Convalescent plasma has several limitations including batch-to-batch variability and requirement for blood type matching. Samples must also be screened for blood-borne pathogens, including hepatitis viruses, HIV and parasites. Monoclonal antibody administration is an alternative to convalescent plasma. Multiple techniques now allow the rapid recovery of antiviral monoclonal antibodies or antibody derivatives. These include in vitro selection approaches with yeast or phage display, animal immunization with subsequent antibody humanization, antigen-specific single B cell sorting or Epstein–Barr virus B cell immortalization. The latter two approaches involve using blood samples obtained from recovered individuals. Monoclonal antibodies can also be rapidly scaled up for testing during outbreaks. Notable examples include mAb114, which comprises a single antibody, and REGN-EB3, a three-antibody cocktail. Both agents were shown to be effective against Ebola virus disease in a randomized clinical trial7.
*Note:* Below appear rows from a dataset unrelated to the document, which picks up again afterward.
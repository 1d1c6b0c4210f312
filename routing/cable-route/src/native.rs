//! Boundary to the native physics engine.
//!
//! The engine that simulates cables and wires is an external collaborator.
//! This module describes what is handed to it: plain node descriptions in
//! world and parent-local coordinates, and property updates. Engines hand
//! back opaque native objects that the owning [`Cable`](crate::Cable) or
//! [`Wire`](crate::Wire) keeps as its native binding.

use std::rc::Rc;

use nalgebra::{Point3, UnitQuaternion};
use route_types::{
    AttachmentKind, CableAttachment, CableNodeType, CableRouteNode, Frame, ParentTransform,
    RouteNode, WireNodeType, WireRouteNode,
};

/// Components whose properties only reach the engine once a native object
/// exists.
///
/// Setters store their value unconditionally and forward it through
/// [`apply_to_native`](Self::apply_to_native), which is a no-op while
/// unbound.
pub trait NativeBinding {
    /// Property update understood by the native object.
    type Property;

    /// Returns `true` if a native object exists.
    fn has_native_binding(&self) -> bool;

    /// Forward a property to the native object.
    ///
    /// Returns `false` if there is no native object.
    fn apply_to_native(&mut self, property: Self::Property) -> bool;
}

/// Cable property update.
#[derive(Debug, Clone, Copy, PartialEq)]
pub enum CableProperty {
    /// Cable radius.
    Radius(f64),
    /// Segments per unit length.
    ResolutionPerUnitLength(f64),
    /// Linear velocity damping, applied across the cable.
    LinearVelocityDamping(f64),
    /// Angular velocity damping, applied across the cable.
    AngularVelocityDamping(f64),
}

/// Wire property update.
#[derive(Debug, Clone, Copy, PartialEq)]
pub enum WireProperty {
    /// Wire radius.
    Radius(f64),
    /// Lumped nodes per unit length.
    ResolutionPerUnitLength(f64),
}

/// Constraint between a native cable node and a parent.
#[derive(Debug, Clone)]
pub struct NativeAttachment {
    /// Constraint type.
    pub kind: AttachmentKind,
    /// Object the node is attached to, `None` for the world.
    pub parent: Option<Rc<ParentTransform>>,
    /// Attachment position relative to `parent`.
    pub local_position: Point3<f64>,
    /// Attachment rotation relative to `parent`.
    pub local_rotation: UnitQuaternion<f64>,
}

impl NativeAttachment {
    /// Attachment of `kind` at `frame`.
    #[must_use]
    pub fn from_frame(kind: AttachmentKind, frame: &Frame) -> Self {
        Self {
            kind,
            parent: frame.parent(),
            local_position: frame.local_position(),
            local_rotation: frame.local_rotation(),
        }
    }
}

impl From<&CableAttachment> for NativeAttachment {
    fn from(attachment: &CableAttachment) -> Self {
        Self::from_frame(attachment.kind(), attachment.frame())
    }
}

/// Cable node handed to the engine.
#[derive(Debug, Clone)]
pub struct NativeCableNode {
    /// Connection type.
    pub node_type: CableNodeType,
    /// World position.
    pub position: Point3<f64>,
    /// World rotation.
    pub rotation: UnitQuaternion<f64>,
    /// Parent of the node, `None` for the world.
    pub parent: Option<Rc<ParentTransform>>,
    /// Position relative to `parent`.
    pub local_position: Point3<f64>,
    /// Rotation relative to `parent`.
    pub local_rotation: UnitQuaternion<f64>,
    /// Extra constraints of the node.
    pub attachments: Vec<NativeAttachment>,
}

impl NativeCableNode {
    /// Free node at a world pose.
    #[must_use]
    pub fn free(
        position: Point3<f64>,
        rotation: UnitQuaternion<f64>,
        parent: Option<Rc<ParentTransform>>,
    ) -> Self {
        let mut frame = Frame::new(position, rotation);
        frame.set_parent(parent.as_ref(), true);
        Self {
            node_type: CableNodeType::Free,
            position,
            rotation,
            parent,
            local_position: frame.local_position(),
            local_rotation: frame.local_rotation(),
            attachments: Vec::new(),
        }
    }

    /// Returns `true` if the node has any attachments.
    #[must_use]
    pub fn is_attached(&self) -> bool {
        !self.attachments.is_empty()
    }
}

impl From<&CableRouteNode> for NativeCableNode {
    fn from(node: &CableRouteNode) -> Self {
        let frame = node.frame();
        Self {
            node_type: node.node_type(),
            position: frame.position(),
            rotation: frame.rotation(),
            parent: frame.parent(),
            local_position: frame.local_position(),
            local_rotation: frame.local_rotation(),
            attachments: node.attachments().iter().map(NativeAttachment::from).collect(),
        }
    }
}

/// Role of a native wire node.
#[derive(Debug, Clone, Copy, PartialEq, Eq, Hash)]
pub enum WireNodeRole {
    /// The node of a route node.
    Route,
    /// Companion node of a connecting node, at the parent's center of mass.
    CenterOfMass,
}

/// Wire node handed to the engine.
#[derive(Debug, Clone)]
pub struct NativeWireNode {
    /// Kind of the route node this native node stems from.
    pub node_type: WireNodeType,
    /// Role of the node.
    pub role: WireNodeRole,
    /// World position.
    pub position: Point3<f64>,
    /// Parent of the node, `None` for the world.
    pub parent: Option<Rc<ParentTransform>>,
    /// Position relative to `parent`.
    pub local_position: Point3<f64>,
}

impl NativeWireNode {
    /// Center of mass companion of a connecting node.
    ///
    /// Placed at the parent's origin, or at the node itself without parent.
    #[must_use]
    pub fn center_of_mass(node: &WireRouteNode) -> Self {
        let parent = node.frame().parent();
        let position = parent
            .as_ref()
            .map_or_else(|| node.position(), |parent| parent.position());
        Self {
            node_type: node.node_type(),
            role: WireNodeRole::CenterOfMass,
            position,
            local_position: if parent.is_some() {
                Point3::origin()
            } else {
                position
            },
            parent,
        }
    }
}

impl From<&WireRouteNode> for NativeWireNode {
    fn from(node: &WireRouteNode) -> Self {
        let frame = node.frame();
        Self {
            node_type: node.node_type(),
            role: WireNodeRole::Route,
            position: frame.position(),
            parent: frame.parent(),
            local_position: frame.local_position(),
        }
    }
}

/// Outcome of adding a cable to the simulation.
#[derive(Debug, Clone, Copy, PartialEq, Eq, Default)]
pub struct InitializationReport {
    /// Number of segments the engine created.
    pub num_segments: usize,
}

/// Native engine able to simulate cables.
pub trait CableEngine {
    /// Native cable object.
    type Cable;

    /// Create an empty native cable.
    fn create_cable(&mut self, radius: f64, resolution_per_unit_length: f64) -> Self::Cable;

    /// Append a node. Returns `false` if the engine rejects it.
    fn add_node(&mut self, cable: &mut Self::Cable, node: NativeCableNode) -> bool;

    /// Add the cable to the simulation, creating its segments.
    fn initialize(&mut self, cable: &mut Self::Cable) -> InitializationReport;

    /// Update a property of an initialized cable.
    fn set_property(&mut self, cable: &mut Self::Cable, property: CableProperty);

    /// Remove a cable from the simulation and release it.
    fn remove(&mut self, cable: Self::Cable) {
        drop(cable);
    }
}

/// Native engine able to simulate wires.
pub trait WireEngine {
    /// Native wire object.
    type Wire;

    /// Create an empty native wire.
    fn create_wire(&mut self, radius: f64, resolution_per_unit_length: f64) -> Self::Wire;

    /// Append a node. Returns `false` if the engine rejects it.
    fn add_node(&mut self, wire: &mut Self::Wire, node: NativeWireNode) -> bool;

    /// Add the wire to the simulation. Returns `true` if it initialized.
    fn initialize(&mut self, wire: &mut Self::Wire) -> bool;

    /// Update a property of an initialized wire.
    fn set_property(&mut self, wire: &mut Self::Wire, property: WireProperty);

    /// Remove a wire from the simulation and release it.
    fn remove(&mut self, wire: Self::Wire) {
        drop(wire);
    }
}


#[cfg(test)]
mod tests {
    use super::*;
    use approx::assert_relative_eq;
    use nalgebra::{Isometry3, Vector3};

    #[test]
    fn test_free_node_local_pose() {
        let parent = ParentTransform::new("body", Isometry3::translation(0.0, 1.0, 0.0));
        let node = NativeCableNode::free(
            Point3::new(1.0, 1.0, 0.0),
            UnitQuaternion::identity(),
            Some(parent),
        );
        assert_eq!(node.node_type, CableNodeType::Free);
        assert_relative_eq!(node.local_position, Point3::new(1.0, 0.0, 0.0), epsilon = 1e-12);
        assert!(!node.is_attached());
    }

    #[test]
    fn test_cable_route_node_conversion() {
        let parent = ParentTransform::new("body", Isometry3::translation(0.0, 0.0, 2.0));
        let mut route_node =
            CableRouteNode::body_fixed(&parent, Point3::new(0.5, 0.0, 0.0), UnitQuaternion::identity());
        route_node.add(AttachmentKind::Ball, Frame::with_parent(&parent, Point3::origin(), UnitQuaternion::identity()));

        let node = NativeCableNode::from(&route_node);
        assert_eq!(node.node_type, CableNodeType::BodyFixed);
        assert_relative_eq!(node.position, Point3::new(0.5, 0.0, 2.0), epsilon = 1e-12);
        assert_relative_eq!(node.local_position, Point3::new(0.5, 0.0, 0.0), epsilon = 1e-12);
        assert_eq!(node.attachments.len(), 1);
        assert_eq!(node.attachments[0].kind, AttachmentKind::Ball);
        assert!(node.attachments[0].parent.is_some());
    }

    #[test]
    fn test_center_of_mass_node() {
        let parent = ParentTransform::new(
            "body",
            Isometry3::new(Vector3::new(3.0, 0.0, 0.0), Vector3::zeros()),
        );
        let node = WireRouteNode::attached(WireNodeType::Connecting, &parent, Point3::new(0.0, 0.5, 0.0));

        let cm = NativeWireNode::center_of_mass(&node);
        assert_eq!(cm.role, WireNodeRole::CenterOfMass);
        assert_eq!(cm.position, Point3::new(3.0, 0.0, 0.0));
        assert_eq!(cm.local_position, Point3::origin());

        let native = NativeWireNode::from(&node);
        assert_eq!(native.role, WireNodeRole::Route);
        assert_eq!(native.position, Point3::new(3.0, 0.5, 0.0));
    }

    #[test]
    fn test_unparented_center_of_mass_node() {
        let node = WireRouteNode::new(WireNodeType::Connecting, Frame::default());
        let cm = NativeWireNode::center_of_mass(&node);
        assert!(cm.parent.is_none());
        assert_eq!(cm.position, Point3::origin());
    }
}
Antibodies have two functional ends: their Fab arms interact with antigens, and their Fc domains interact with the adaptive and innate immune system, including natural killer cells, phagocytes and complement. Antibody Fc regions can be critical to the in vivo efficacy of passive immunization. Monoclonal antibodies, when developed for clinical applications, can be curated for several properties including the following: their neutralizing activity, the epitopes they target; and the antibody effector functions conferred by their Fc regions. To achieve the desired outcome and pharmacokinetics, there are antibody engineering opportunities for isotype or subclass switching, Fc glycan modification, or introduction of amino acid substitutions that modify Fc region affinity for Fc receptors (FcRs). Some antibodies might have undesirable effects, such as antibody-dependent enhancement (ADE) of infection of immune cells, including monocytes, macrophages and B cells (Fig. 1b). ADE has been described for antibodies to the coronavirus S protein in vitro and in vivo for feline coronaviruses. ADE-promoting antibodies could be removed during therapeutic antibody candidate selection. Fc domains could also be modified to avoid ADE.

There are several reports of antibodies that potently neutralize SARS-CoV-2, including some that were isolated from COVID-19 convalescent donors that decrease viral RNA lung burden in animal models8,9. Such antibodies are poised for testing during this pandemic.

Concluding remarks

Critical questions include the following. What critical epitopes in the S protein are targeted by neutralizing antibodies found in convalescent plasma? How many neutralizing antibody epitopes can be targeted simultaneously on the SARS-CoV-2 S protein? Which FcRs should be engaged by antibodies for optimal antiviral activity without exacerbating what might otherwise be an overexuberant immune response? Although coronaviruses have an exonuclease gene product that confers higher fidelity during genome replication, acquisition of antibody-escape mutations still remains a concern. Mutations that affect antibody neutralization, in principle, could occur and become fixed as the virus circulates during the pandemic. A cocktail of monoclonal antibodies, rather than a single agent, may decrease the likelihood of neutralization escape. Multiple vaccine platforms are now being tested with some non-human primate studies showing induction of SARS-CoV-2-neutralizing antibodies10. Whether vaccine candidates will have varying efficacy in different subpopulations (such as older individuals) remains to be determined. Passive antibody administration may be a bridge to a vaccine in this vulnerable population, with the potential to be used for prophylaxis in particular settings (for instance, nursing homes). For all agents, appropriately controlled clinical trials, and the definition of an effective therapeutic window, are critical next steps.